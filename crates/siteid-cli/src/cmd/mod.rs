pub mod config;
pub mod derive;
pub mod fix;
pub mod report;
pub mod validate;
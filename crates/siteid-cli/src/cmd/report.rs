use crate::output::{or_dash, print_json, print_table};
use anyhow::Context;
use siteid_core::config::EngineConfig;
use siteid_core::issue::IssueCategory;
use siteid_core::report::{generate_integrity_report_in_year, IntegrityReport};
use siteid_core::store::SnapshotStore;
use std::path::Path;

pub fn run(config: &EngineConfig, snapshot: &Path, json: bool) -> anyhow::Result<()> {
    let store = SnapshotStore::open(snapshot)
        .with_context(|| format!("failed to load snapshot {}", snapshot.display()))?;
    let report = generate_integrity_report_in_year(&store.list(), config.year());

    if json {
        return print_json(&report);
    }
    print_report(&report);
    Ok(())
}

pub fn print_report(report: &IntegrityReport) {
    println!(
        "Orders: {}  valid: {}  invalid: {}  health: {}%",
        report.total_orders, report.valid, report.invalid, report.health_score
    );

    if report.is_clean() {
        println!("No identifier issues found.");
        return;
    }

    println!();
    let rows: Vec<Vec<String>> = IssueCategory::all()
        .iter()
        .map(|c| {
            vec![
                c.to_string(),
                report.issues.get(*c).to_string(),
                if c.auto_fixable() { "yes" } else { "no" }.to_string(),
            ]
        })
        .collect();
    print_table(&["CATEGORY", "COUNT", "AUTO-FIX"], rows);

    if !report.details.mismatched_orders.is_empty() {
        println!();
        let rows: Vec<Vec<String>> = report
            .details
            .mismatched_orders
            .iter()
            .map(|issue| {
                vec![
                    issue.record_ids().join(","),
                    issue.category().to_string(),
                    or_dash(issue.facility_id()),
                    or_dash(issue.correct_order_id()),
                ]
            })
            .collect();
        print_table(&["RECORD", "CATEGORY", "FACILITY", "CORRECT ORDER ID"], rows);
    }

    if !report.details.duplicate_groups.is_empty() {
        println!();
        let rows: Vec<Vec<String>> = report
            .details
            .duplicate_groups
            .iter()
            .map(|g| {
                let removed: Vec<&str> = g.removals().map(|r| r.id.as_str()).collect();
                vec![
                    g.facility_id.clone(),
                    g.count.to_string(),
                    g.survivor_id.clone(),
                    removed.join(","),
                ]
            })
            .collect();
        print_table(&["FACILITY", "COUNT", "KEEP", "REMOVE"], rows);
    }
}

----

**Work order**
Write out, exactly as shown, only the lines running from the one that contains "let removed: Vec<&str>" to the last line above.

**Solution below**
                let removed: Vec<&str> = g.removals().map(|r| r.id.as_str()).collect();
                vec![
                    g.facility_id.clone(),
                    g.count.to_string(),
                    g.survivor_id.clone(),
                    removed.join(","),
                ]
            })
            .collect();
        print_table(&["FACILITY", "COUNT", "KEEP", "REMOVE"], rows);
    }
}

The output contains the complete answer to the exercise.